Mice were exposed to sham treatment or either 10 or 30 minutes of bilateral ischemia. (A) After 24 hours of reperfusion, paraffin sections of control and I/R-injured kidneys were stained with H&E and PAS. Note acute tubular necrosis (arrows) at 24 hours of reflow following 30 minutes of kidney ischemia. Scale bars: 40 μm. (B) BUN levels for the indicated groups: sham-operated mice (n = 10), mice with 10 minutes of bilateral ischemia followed by 24 hours of reperfusion (n = 5), and mice with 30 minutes of bilateral ischemia followed by 24 hours of reperfusion (n = 7). Data represent mean ± SEM, **P < 0.01 by 1-way ANOVA. (C–E) Representative WBs of CRELD2 (C), KIM-1 (D) and NGAL (E) in unprocessed urine samples obtained at reperfusion periods (3, 6 and 24 hours) as shown, after 10 or 30 minutes of bilateral renal vascular pedicles clamping. The urinary excretion of CRELD2 (C), KIM-1 (D), or NGAL (E) was normalized to 1 μg of urine Cr excretion and quantified. I, Ischemia.
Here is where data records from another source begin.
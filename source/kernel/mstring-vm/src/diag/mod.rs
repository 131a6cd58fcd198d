// Copyright 2024 Open Nexus OS Contributors
// SPDX-License-Identifier: Apache-2.0

//! CONTEXT: Diagnostics for the VM core (log backend, counters)
//! OWNERS: @kernel-mm-team
//! PUBLIC API: log::init, stats::stats()
//! DEPENDS_ON: log facade, core atomics

pub mod log;
pub mod stats;
// Copyright 2024 Open Nexus OS Contributors
// SPDX-License-Identifier: Apache-2.0

//! Generic nature: anonymous, zero-filled RAM.

use super::{MemObjOps, MemObject};
use crate::error::{VmError, VmResult};
use crate::fault::{self, Fault, FaultMask, FaultState};
use crate::mm::{AddressSpace, PageAttrs, VmRange};
use crate::types::{PageIndex, VirtAddr};

pub(super) struct GenericOps;

impl MemObjOps for GenericOps {
    fn handle_page_fault(&self, _obj: &MemObject, fault: &Fault<'_>) -> VmResult<()> {
        match fault.state() {
            FaultState::NotPresent => fault::resolve_anon_not_present(fault),
            FaultState::ProtectionOnly => fault::resolve_anon_protection(fault),
        }
    }

    fn insert_page(
        &self,
        _obj: &MemObject,
        space: &AddressSpace,
        va: VirtAddr,
        frame: PageIndex,
        attrs: PageAttrs,
    ) -> VmResult<()> {
        let mut table = space.lock_table();
        if table.translate(va).is_some() {
            return Err(VmError::Busy);
        }
        table.map_one(va, frame, attrs)?;
        if let Err(err) = space.rmap().register_anon(frame, space.id(), va) {
            // The frame stays with the caller.
            table.unmap(va, 1, false)?;
            space.frames().frame(frame).unpin();
            return Err(err);
        }
        Ok(())
    }

    fn delete_page(&self, _obj: &MemObject, space: &AddressSpace, va: VirtAddr) -> VmResult<()> {
        let mut table = space.lock_table();
        let frame = table.translate(va).ok_or(VmError::Fault)?;
        space.rmap().unregister(frame, space.id(), va);
        table.unmap(va, 1, true)
    }

    fn populate_pages(
        &self,
        _obj: &MemObject,
        space: &AddressSpace,
        range: &VmRange,
        va: VirtAddr,
        pages: u64,
    ) -> VmResult<()> {
        let mask = if range.attrs.contains(PageAttrs::WRITE) {
            FaultMask::WRITE
        } else {
            FaultMask::empty()
        };
        for index in 0..pages {
            let page = va.checked_add_pages(index).ok_or(VmError::InvalidArgs)?;
            if !range.contains(page) {
                return Err(VmError::InvalidArgs);
            }
            if space.translate(page).is_some() {
                continue;
            }
            fault::resolve_anon_not_present(&Fault::new(space, range, page, mask))?;
        }
        Ok(())
    }

    fn depopulate_pages(
        &self,
        _obj: &MemObject,
        space: &AddressSpace,
        range: &VmRange,
        va: VirtAddr,
        pages: u64,
    ) -> VmResult<()> {
        let mut table = space.lock_table();
        for index in 0..pages {
            let page = va.checked_add_pages(index).ok_or(VmError::InvalidArgs)?;
            if !range.contains(page) {
                return Err(VmError::InvalidArgs);
            }
            let Some(frame) = table.translate(page) else {
                continue;
            };
            space.rmap().unregister(frame, space.id(), page);
            table.unmap(page, 1, true)?;
        }
        Ok(())
    }

    fn mmap_check(&self, _obj: &MemObject, _offset: u64, _pages: u64) -> VmResult<()> {
        Ok(())
    }

    fn cleanup(&self, _obj: &MemObject) -> VmResult<()> {
        Ok(())
    }
}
The average urinary biomarker excretion in mice subjected to bilateral renal ischemia for 10 minutes was set as 1. *P < 0.05, **P < 0.01, and ***P < 0.001 by 2-way ANOVA. PAS, periodic acid-Schiff; BUN, blood urea nitrogen; CRELD2, cysteine-rich with EGF-like domains 2; KIM-1, kidney injury molecule-1; NGAL, neutrophil gelatinase-associated lipocalin.